WORK REQUEST ->
How do the records below read from their first line through the line containing "#[derive(Debug, Clone)]"? Write those lines out exactly.

EXERCISE INPUT ->
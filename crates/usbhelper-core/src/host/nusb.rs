//! nusb-based USB host implementation.

use std::time::Duration;

use nusb::transfer::{Buffer, Bulk, In, Out};
use nusb::{Endpoint, Interface, MaybeFuture, list_devices};
use tracing::{debug, info, instrument, warn};

use super::traits::{
    CompletedRequest, HostError, RequestId, TransferError, UsbConnection, UsbDevice, UsbHost,
};
use crate::descriptor::{Direction, EndpointDescriptor, InterfaceDescriptor, TransferKind};
use crate::permission::PermissionResponder;

/// Attached device discovered by nusb.
#[derive(Debug, Clone)]
pub struct NusbDevice {
    info: nusb::DeviceInfo,
}

impl NusbDevice {
    #[cfg(target_os = "linux")]
    fn node_path(&self) -> String {
        format!(
            "/dev/bus/usb/{:03}/{:03}",
            self.info.busnum(),
            self.info.device_address()
        )
    }
}

impl UsbDevice for NusbDevice {
    #[cfg(target_os = "linux")]
    fn name(&self) -> String {
        self.node_path()
    }

    #[cfg(not(target_os = "linux"))]
    fn name(&self) -> String {
        format!("{}-{}", self.info.bus_id(), self.info.device_address())
    }

    fn vendor_id(&self) -> u16 {
        self.info.vendor_id()
    }

    fn product_id(&self) -> u16 {
        self.info.product_id()
    }
}

/// nusb-based USB host.
///
/// Desktop hosts have no interactive permission prompt: access is decided by
/// the device node's permissions (Linux) or granted at open time (macOS,
/// Windows).
#[derive(Debug, Default, Clone, Copy)]
pub struct NusbHost;

impl NusbHost {
    pub fn new() -> Self {
        Self
    }
}

impl UsbHost for NusbHost {
    type Device = NusbDevice;
    type Connection = NusbConnection;

    fn device_list(&self) -> Result<Vec<NusbDevice>, HostError> {
        let devices = list_devices()
            .wait()
            .map_err(|e| HostError::Enumeration(e.to_string()))?;
        Ok(devices.map(|info| NusbDevice { info }).collect())
    }

    #[cfg(target_os = "linux")]
    fn has_permission(&self, device: &NusbDevice) -> bool {
        let path = device.node_path();
        match std::fs::OpenOptions::new().read(true).write(true).open(&path) {
            Ok(_) => true,
            Err(e) => {
                debug!(path = %path, error = %e, "No access to device node");
                false
            }
        }
    }

    #[cfg(not(target_os = "linux"))]
    fn has_permission(&self, _device: &NusbDevice) -> bool {
        true
    }

    fn request_permission(&self, device: &NusbDevice, responder: PermissionResponder<NusbDevice>) {
        // Nothing to prompt; answer from current access right away.
        if self.has_permission(device) {
            responder.grant(device.clone());
        } else {
            warn!(
                device = %device.name(),
                "No permission prompt on this host; grant access to the device node (udev rule)"
            );
            responder.deny(Some(device.clone()));
        }
    }

    #[instrument(level = "info", skip(self, device), fields(device = %device.name()))]
    fn open_device(&self, device: &NusbDevice) -> Result<NusbConnection, HostError> {
        let handle = device
            .info
            .open()
            .wait()
            .map_err(|e| HostError::Open(e.to_string()))?;

        info!(
            vendor_id = %format!("{:04X}", device.vendor_id()),
            product_id = %format!("{:04X}", device.product_id()),
            "Device opened"
        );

        Ok(NusbConnection {
            device: Some(handle),
            interface: None,
            in_endpoint: None,
            out_endpoint: None,
            pending: None,
            next_id: 0,
        })
    }
}

/// Open nusb device with at most one claimed interface.
pub struct NusbConnection {
    device: Option<nusb::Device>,
    interface: Option<Interface>,
    in_endpoint: Option<Endpoint<Bulk, In>>,
    out_endpoint: Option<Endpoint<Bulk, Out>>,
    pending: Option<RequestId>,
    next_id: u64,
}

fn map_transfer_error(e: nusb::transfer::TransferError) -> TransferError {
    use nusb::transfer::TransferError as E;
    match e {
        E::Cancelled => TransferError::Cancelled,
        E::Stall => TransferError::Stall,
        E::Disconnected => TransferError::Disconnected,
        E::Fault => TransferError::Fault,
        E::InvalidArgument => TransferError::InvalidArgument,
        other => TransferError::Unknown(other.to_string()),
    }
}

/// How long to wait for each cancelled IN completion to come back.
const CANCEL_DRAIN_TIMEOUT: Duration = Duration::from_millis(100);

/// Submission queue of an IN endpoint, as seen by cancellation.
trait CancelQueue {
    fn outstanding(&self) -> usize;
    fn cancel_all(&mut self);
    /// Reap one completion; `false` if none arrived within `timeout`.
    fn reap_one(&mut self, timeout: Duration) -> bool;
}

impl CancelQueue for Endpoint<Bulk, In> {
    fn outstanding(&self) -> usize {
        self.pending()
    }

    fn cancel_all(&mut self) {
        Endpoint::cancel_all(self);
    }

    fn reap_one(&mut self, timeout: Duration) -> bool {
        self.wait_next_complete(timeout).is_some()
    }
}

/// Cancel everything queued and reap the cancelled completions.
/// Returns the number still outstanding afterwards.
fn drain_cancelled<Q: CancelQueue>(queue: &mut Q, timeout: Duration) -> usize {
    queue.cancel_all();
    while queue.outstanding() > 0 {
        if !queue.reap_one(timeout) {
            warn!(
                outstanding = queue.outstanding(),
                "Cancelled IN transfers did not complete"
            );
            break;
        }
    }
    queue.outstanding()
}

/// A new IN request may only be queued on an idle endpoint.
fn ensure_idle(tracked: Option<RequestId>, outstanding: usize) -> Result<(), HostError> {
    if tracked.is_some() || outstanding > 0 {
        return Err(HostError::RequestInFlight);
    }
    Ok(())
}

fn map_transfer_kind(kind: nusb::descriptors::TransferType) -> TransferKind {
    use nusb::descriptors::TransferType as T;
    match kind {
        T::Control => TransferKind::Control,
        T::Isochronous => TransferKind::Isochronous,
        T::Bulk => TransferKind::Bulk,
        T::Interrupt => TransferKind::Interrupt,
    }
}

impl NusbConnection {
    fn claimed(&self) -> Result<&Interface, HostError> {
        self.interface
            .as_ref()
            .ok_or(HostError::Transfer(TransferError::InvalidArgument))
    }

    fn out_endpoint(&mut self, address: u8) -> Result<&mut Endpoint<Bulk, Out>, HostError> {
        let cached = self
            .out_endpoint
            .as_ref()
            .is_some_and(|ep| ep.endpoint_address() == address);
        if !cached {
            self.out_endpoint = None;
            let ep = self.claimed()?.endpoint::<Bulk, Out>(address).map_err(|e| {
                debug!(address = %format!("0x{:02X}", address), error = %e, "OUT endpoint unavailable");
                HostError::Transfer(TransferError::InvalidArgument)
            })?;
            self.out_endpoint = Some(ep);
        }
        self.out_endpoint
            .as_mut()
            .ok_or(HostError::Transfer(TransferError::InvalidArgument))
    }

    fn in_endpoint(&mut self, address: u8) -> Result<&mut Endpoint<Bulk, In>, HostError> {
        let cached = self
            .in_endpoint
            .as_ref()
            .is_some_and(|ep| ep.endpoint_address() == address);
        if !cached {
            self.in_endpoint = None;
            let ep = self.claimed()?.endpoint::<Bulk, In>(address).map_err(|e| {
                debug!(address = %format!("0x{:02X}", address), error = %e, "IN endpoint unavailable");
                HostError::Transfer(TransferError::InvalidArgument)
            })?;
            self.in_endpoint = Some(ep);
        }
        self.in_endpoint
            .as_mut()
            .ok_or(HostError::Transfer(TransferError::InvalidArgument))
    }
}

impl UsbConnection for NusbConnection {
    fn interface(&self, index: u8) -> Option<InterfaceDescriptor> {
        let device = self.device.as_ref()?;
        let config = match device.active_configuration() {
            Ok(config) => config,
            Err(e) => {
                debug!(error = %e, "No active configuration, using first descriptor");
                device.configurations().next()?
            }
        };

        let group = config
            .interfaces()
            .find(|iface| iface.interface_number() == index)?;
        // Alternate setting 0 only.
        let alt = group.alt_settings().next()?;

        let endpoints = alt
            .endpoints()
            .map(|ep| EndpointDescriptor {
                address: ep.address(),
                direction: match ep.direction() {
                    nusb::transfer::Direction::In => Direction::In,
                    nusb::transfer::Direction::Out => Direction::Out,
                },
                kind: map_transfer_kind(ep.transfer_type()),
                max_packet_size: ep.max_packet_size(),
            })
            .collect();

        Some(InterfaceDescriptor {
            number: index,
            endpoints,
        })
    }

    fn claim_interface(
        &mut self,
        interface: &InterfaceDescriptor,
        force: bool,
    ) -> Result<(), HostError> {
        let device = self
            .device
            .as_ref()
            .ok_or_else(|| HostError::Claim {
                interface: interface.number,
                message: "connection closed".into(),
            })?;

        let claimed = if force {
            device.detach_and_claim_interface(interface.number).wait()
        } else {
            device.claim_interface(interface.number).wait()
        };

        let claimed = claimed.map_err(|e| HostError::Claim {
            interface: interface.number,
            message: e.to_string(),
        })?;
        self.interface = Some(claimed);
        Ok(())
    }

    fn release_interface(&mut self, interface: &InterfaceDescriptor) -> Result<(), HostError> {
        self.in_endpoint = None;
        self.out_endpoint = None;
        self.pending = None;
        // nusb releases the claim when the last handle is dropped.
        match self.interface.take() {
            Some(_) => Ok(()),
            None => Err(HostError::Release {
                interface: interface.number,
                message: "interface not claimed".into(),
            }),
        }
    }

    #[instrument(skip(self, endpoint, data), fields(ep = %format!("0x{:02X}", endpoint.address), len = data.len()))]
    fn bulk_transfer(
        &mut self,
        endpoint: &EndpointDescriptor,
        data: &[u8],
        timeout: Duration,
    ) -> Result<usize, HostError> {
        let ep = self.out_endpoint(endpoint.address)?;
        let completion = ep.transfer_blocking(Buffer::from(data.to_vec()), timeout);
        // transfer_blocking only cancels when the timeout expires.
        completion.status.map_err(|e| match map_transfer_error(e) {
            TransferError::Cancelled => TransferError::Timeout,
            other => other,
        })?;

        debug!(bytes_written = completion.actual_len, "Write complete");
        Ok(completion.actual_len)
    }

    fn queue_request(
        &mut self,
        endpoint: &EndpointDescriptor,
        len: usize,
    ) -> Result<RequestId, HostError> {
        ensure_idle(self.pending, 0)?;
        let ep = self.in_endpoint(endpoint.address)?;
        // Completions left over from an earlier cancel would be mistaken
        // for the reply to this request.
        if ep.outstanding() > 0 {
            let left = drain_cancelled(&mut *ep, CANCEL_DRAIN_TIMEOUT);
            ensure_idle(None, left)?;
        }
        let buffer = ep.allocate(len);
        ep.submit(buffer);

        self.next_id += 1;
        let id = RequestId(self.next_id);
        self.pending = Some(id);
        Ok(id)
    }

    fn request_wait(&mut self, timeout: Duration) -> Result<Option<CompletedRequest>, HostError> {
        let id = self.pending.ok_or(HostError::NoRequest)?;
        let ep = self
            .in_endpoint
            .as_mut()
            .ok_or(HostError::NoRequest)?;

        let Some(completion) = ep.wait_next_complete(timeout) else {
            return Ok(None);
        };
        self.pending = None;

        let status = completion.status.map_err(map_transfer_error);
        let actual = completion.actual_len.min(completion.buffer.len());
        Ok(Some(CompletedRequest {
            id,
            data: completion.buffer[..actual].to_vec(),
            status,
        }))
    }

    fn cancel_requests(&mut self) {
        self.pending = None;
        if let Some(ep) = self.in_endpoint.as_mut() {
            let left = drain_cancelled(ep, CANCEL_DRAIN_TIMEOUT);
            if left > 0 {
                debug!(outstanding = left, "IN endpoint still busy after cancel");
            }
        }
    }

    fn close(&mut self) -> Result<(), HostError> {
        self.in_endpoint = None;
        self.out_endpoint = None;
        self.interface = None;
        self.pending = None;
        match self.device.take() {
            Some(_) => Ok(()),
            None => Err(HostError::Close("connection already closed".into())),
        }
    }
}

#[cfg(test)]
mod tests {
    use super::*;
    /// Queue whose cancelled transfers come back one per reap, up to
    /// `stuck` of them never returning.
    struct FakeQueue {
        queued: usize,
        stuck: usize,
        cancelled: bool,
        reaps: usize,
    }

    impl FakeQueue {
        fn new(queued: usize, stuck: usize) -> Self {
            Self {
                queued,
                stuck,
                cancelled: false,
                reaps: 0,
            }
        }
    }

    impl CancelQueue for FakeQueue {
        fn outstanding(&self) -> usize {
            self.queued
        }

        fn cancel_all(&mut self) {
            self.cancelled = true;
        }

        fn reap_one(&mut self, _timeout: Duration) -> bool {
            self.reaps += 1;
            if !self.cancelled || self.queued <= self.stuck {
                return false;
            }
            self.queued -= 1;
            true
        }
    }

    #[test]
    fn test_drain_reaps_every_cancelled_transfer() {
        let mut queue = FakeQueue::new(3, 0);

        assert_eq!(drain_cancelled(&mut queue, Duration::ZERO), 0);
        assert!(queue.cancelled);
        assert_eq!(queue.reaps, 3);
        ensure_idle(None, queue.outstanding()).unwrap();
    }

    #[test]
    fn test_drain_stops_on_stuck_transfer() {
        let mut queue = FakeQueue::new(2, 1);

        let left = drain_cancelled(&mut queue, Duration::ZERO);
        assert_eq!(left, 1);
        assert_eq!(queue.reaps, 2);
        assert!(matches!(
            ensure_idle(None, left),
            Err(HostError::RequestInFlight)
        ));
    }

    #[test]
    fn test_drain_idle_queue() {
        let mut queue = FakeQueue::new(0, 0);

        assert_eq!(drain_cancelled(&mut queue, Duration::ZERO), 0);
        assert_eq!(queue.reaps, 0);
    }

    #[test]
    fn test_tracked_request_blocks_queueing() {
        assert!(matches!(
            ensure_idle(Some(RequestId(1)), 0),
            Err(HostError::RequestInFlight)
        ));
        ensure_idle(None, 0).unwrap();
    }
}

EXERCISE OUTPUT ->
filename crates/usbhelper-core/src/host/nusb.rs
//! nusb-based USB host implementation.

use std::time::Duration;

use nusb::transfer::{Buffer, Bulk, In, Out};
use nusb::{Endpoint, Interface, MaybeFuture, list_devices};
use tracing::{debug, info, instrument, warn};

use super::traits::{
    CompletedRequest, HostError, RequestId, TransferError, UsbConnection, UsbDevice, UsbHost,
};
use crate::descriptor::{Direction, EndpointDescriptor, InterfaceDescriptor, TransferKind};
use crate::permission::PermissionResponder;

/// Attached device discovered by nusb.
#[derive(Debug, Clone)]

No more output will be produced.